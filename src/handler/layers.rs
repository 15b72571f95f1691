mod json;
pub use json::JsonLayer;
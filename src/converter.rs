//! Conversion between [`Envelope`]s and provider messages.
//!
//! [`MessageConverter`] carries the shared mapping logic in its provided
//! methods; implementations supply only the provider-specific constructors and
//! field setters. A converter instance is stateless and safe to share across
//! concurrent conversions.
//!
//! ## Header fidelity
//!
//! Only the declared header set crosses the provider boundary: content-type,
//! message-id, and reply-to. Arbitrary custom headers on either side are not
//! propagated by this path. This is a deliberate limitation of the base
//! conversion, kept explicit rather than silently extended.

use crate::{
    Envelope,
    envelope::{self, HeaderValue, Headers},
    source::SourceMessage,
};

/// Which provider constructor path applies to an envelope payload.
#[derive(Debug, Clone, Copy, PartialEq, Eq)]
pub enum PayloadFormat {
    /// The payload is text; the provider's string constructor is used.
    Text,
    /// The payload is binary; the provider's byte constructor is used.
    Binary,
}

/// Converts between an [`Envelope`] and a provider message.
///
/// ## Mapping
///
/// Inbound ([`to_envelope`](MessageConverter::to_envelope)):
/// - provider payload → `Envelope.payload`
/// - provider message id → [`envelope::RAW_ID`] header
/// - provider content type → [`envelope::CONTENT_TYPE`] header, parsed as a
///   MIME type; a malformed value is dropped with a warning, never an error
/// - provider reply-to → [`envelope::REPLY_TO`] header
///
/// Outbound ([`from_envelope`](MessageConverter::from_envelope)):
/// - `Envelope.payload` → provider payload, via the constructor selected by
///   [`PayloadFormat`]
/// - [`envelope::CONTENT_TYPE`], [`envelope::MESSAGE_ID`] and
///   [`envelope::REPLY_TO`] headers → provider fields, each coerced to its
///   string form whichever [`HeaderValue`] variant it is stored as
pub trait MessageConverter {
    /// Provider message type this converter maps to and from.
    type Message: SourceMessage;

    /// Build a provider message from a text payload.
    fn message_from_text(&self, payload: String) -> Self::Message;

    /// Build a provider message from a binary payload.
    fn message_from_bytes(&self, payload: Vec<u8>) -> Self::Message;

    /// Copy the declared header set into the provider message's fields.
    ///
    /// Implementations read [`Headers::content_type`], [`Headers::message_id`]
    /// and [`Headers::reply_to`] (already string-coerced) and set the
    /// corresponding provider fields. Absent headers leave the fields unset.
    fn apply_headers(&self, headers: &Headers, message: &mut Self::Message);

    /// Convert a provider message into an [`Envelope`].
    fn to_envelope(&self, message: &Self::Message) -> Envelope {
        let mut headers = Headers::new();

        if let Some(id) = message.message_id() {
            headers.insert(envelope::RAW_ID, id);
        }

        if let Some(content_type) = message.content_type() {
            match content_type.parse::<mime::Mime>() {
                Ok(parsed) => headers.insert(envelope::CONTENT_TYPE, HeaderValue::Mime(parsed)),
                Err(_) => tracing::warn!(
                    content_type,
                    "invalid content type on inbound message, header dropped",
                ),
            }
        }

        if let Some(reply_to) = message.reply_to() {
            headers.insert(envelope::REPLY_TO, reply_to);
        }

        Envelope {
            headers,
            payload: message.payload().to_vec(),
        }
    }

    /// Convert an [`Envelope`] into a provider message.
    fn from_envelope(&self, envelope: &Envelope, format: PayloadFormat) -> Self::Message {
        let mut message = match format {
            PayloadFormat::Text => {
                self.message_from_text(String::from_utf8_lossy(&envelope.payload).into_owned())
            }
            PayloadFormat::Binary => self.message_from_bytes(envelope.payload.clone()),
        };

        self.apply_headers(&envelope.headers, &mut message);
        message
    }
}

* * *

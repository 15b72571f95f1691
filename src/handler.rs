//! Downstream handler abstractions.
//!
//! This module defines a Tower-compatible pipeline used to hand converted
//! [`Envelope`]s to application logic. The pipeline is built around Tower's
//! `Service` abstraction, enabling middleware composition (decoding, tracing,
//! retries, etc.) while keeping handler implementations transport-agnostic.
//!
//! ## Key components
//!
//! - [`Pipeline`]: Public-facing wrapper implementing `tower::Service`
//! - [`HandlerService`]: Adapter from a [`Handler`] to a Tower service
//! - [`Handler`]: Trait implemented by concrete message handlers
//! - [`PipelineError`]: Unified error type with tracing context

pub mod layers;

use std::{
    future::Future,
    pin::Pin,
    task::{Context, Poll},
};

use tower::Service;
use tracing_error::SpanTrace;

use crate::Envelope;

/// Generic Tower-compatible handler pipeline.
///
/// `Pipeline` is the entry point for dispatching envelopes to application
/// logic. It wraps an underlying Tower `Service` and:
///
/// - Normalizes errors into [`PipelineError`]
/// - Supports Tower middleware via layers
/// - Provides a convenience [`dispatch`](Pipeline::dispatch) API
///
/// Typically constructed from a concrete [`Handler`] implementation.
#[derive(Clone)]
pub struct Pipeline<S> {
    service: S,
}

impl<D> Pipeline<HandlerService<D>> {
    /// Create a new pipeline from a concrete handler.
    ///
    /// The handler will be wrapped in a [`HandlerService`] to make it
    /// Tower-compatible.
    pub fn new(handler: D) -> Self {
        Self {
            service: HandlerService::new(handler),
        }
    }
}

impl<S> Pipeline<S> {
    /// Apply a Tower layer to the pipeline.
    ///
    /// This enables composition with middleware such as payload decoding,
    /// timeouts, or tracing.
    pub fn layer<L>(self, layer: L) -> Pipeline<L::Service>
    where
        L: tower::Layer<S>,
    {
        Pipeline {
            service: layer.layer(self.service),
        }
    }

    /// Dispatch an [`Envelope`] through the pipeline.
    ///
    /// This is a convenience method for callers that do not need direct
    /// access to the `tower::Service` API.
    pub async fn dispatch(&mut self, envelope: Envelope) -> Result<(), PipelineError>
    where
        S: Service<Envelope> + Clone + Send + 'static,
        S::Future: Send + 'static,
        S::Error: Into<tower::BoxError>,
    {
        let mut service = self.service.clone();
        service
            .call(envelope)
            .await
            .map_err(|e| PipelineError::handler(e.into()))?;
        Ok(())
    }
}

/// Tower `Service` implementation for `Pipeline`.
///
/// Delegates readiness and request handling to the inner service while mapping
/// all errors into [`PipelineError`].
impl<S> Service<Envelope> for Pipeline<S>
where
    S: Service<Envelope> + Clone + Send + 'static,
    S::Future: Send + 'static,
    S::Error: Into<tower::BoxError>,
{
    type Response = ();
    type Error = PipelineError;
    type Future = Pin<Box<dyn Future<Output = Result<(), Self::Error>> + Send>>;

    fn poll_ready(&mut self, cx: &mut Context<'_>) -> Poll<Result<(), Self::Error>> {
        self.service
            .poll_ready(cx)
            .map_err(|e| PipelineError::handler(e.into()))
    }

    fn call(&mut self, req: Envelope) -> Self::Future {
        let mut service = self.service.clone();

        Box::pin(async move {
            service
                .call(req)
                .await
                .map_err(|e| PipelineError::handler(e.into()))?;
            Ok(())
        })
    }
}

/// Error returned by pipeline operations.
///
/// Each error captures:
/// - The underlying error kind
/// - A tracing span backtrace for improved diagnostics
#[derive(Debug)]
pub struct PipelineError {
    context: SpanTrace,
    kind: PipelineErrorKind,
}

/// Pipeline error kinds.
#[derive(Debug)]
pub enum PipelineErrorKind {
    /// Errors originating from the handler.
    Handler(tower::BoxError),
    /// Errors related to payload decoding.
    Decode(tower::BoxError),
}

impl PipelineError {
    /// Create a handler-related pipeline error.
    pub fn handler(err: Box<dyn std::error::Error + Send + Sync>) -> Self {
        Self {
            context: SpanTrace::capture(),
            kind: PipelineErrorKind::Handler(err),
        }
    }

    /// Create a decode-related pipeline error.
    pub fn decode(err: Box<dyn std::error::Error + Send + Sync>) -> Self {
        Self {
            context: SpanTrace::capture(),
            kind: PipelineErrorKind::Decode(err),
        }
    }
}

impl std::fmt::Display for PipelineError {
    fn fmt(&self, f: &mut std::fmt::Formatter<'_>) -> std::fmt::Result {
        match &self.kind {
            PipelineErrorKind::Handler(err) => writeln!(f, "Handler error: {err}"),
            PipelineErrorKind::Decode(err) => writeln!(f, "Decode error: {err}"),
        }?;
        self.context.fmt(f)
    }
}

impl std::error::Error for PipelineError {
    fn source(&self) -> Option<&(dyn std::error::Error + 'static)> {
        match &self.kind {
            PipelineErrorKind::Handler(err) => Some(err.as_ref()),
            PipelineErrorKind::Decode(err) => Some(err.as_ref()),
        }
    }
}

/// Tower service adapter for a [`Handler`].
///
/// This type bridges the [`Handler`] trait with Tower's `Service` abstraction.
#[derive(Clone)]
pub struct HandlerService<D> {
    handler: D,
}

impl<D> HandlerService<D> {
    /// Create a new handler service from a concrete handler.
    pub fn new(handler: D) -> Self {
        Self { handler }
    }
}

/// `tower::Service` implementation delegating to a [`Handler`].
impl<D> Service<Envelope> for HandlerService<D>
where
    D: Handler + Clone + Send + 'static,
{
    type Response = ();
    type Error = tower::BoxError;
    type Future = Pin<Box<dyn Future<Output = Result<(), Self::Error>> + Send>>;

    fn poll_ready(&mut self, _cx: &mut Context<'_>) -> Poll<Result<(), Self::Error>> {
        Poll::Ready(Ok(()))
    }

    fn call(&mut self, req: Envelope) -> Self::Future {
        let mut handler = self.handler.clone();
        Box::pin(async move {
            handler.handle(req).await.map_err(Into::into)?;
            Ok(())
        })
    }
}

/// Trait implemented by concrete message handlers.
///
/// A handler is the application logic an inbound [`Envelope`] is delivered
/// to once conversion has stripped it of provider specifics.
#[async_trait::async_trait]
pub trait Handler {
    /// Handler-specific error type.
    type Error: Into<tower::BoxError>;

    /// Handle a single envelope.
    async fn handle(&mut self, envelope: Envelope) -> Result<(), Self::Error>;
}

» **THE PROBLEM**: Among the records above, find each line containing the string "declared" and copy it.

» **SOLVED EXERCISE**:
//! Only the declared header set crosses the provider boundary: content-type,
    /// Copy the declared header set into the provider message's fields.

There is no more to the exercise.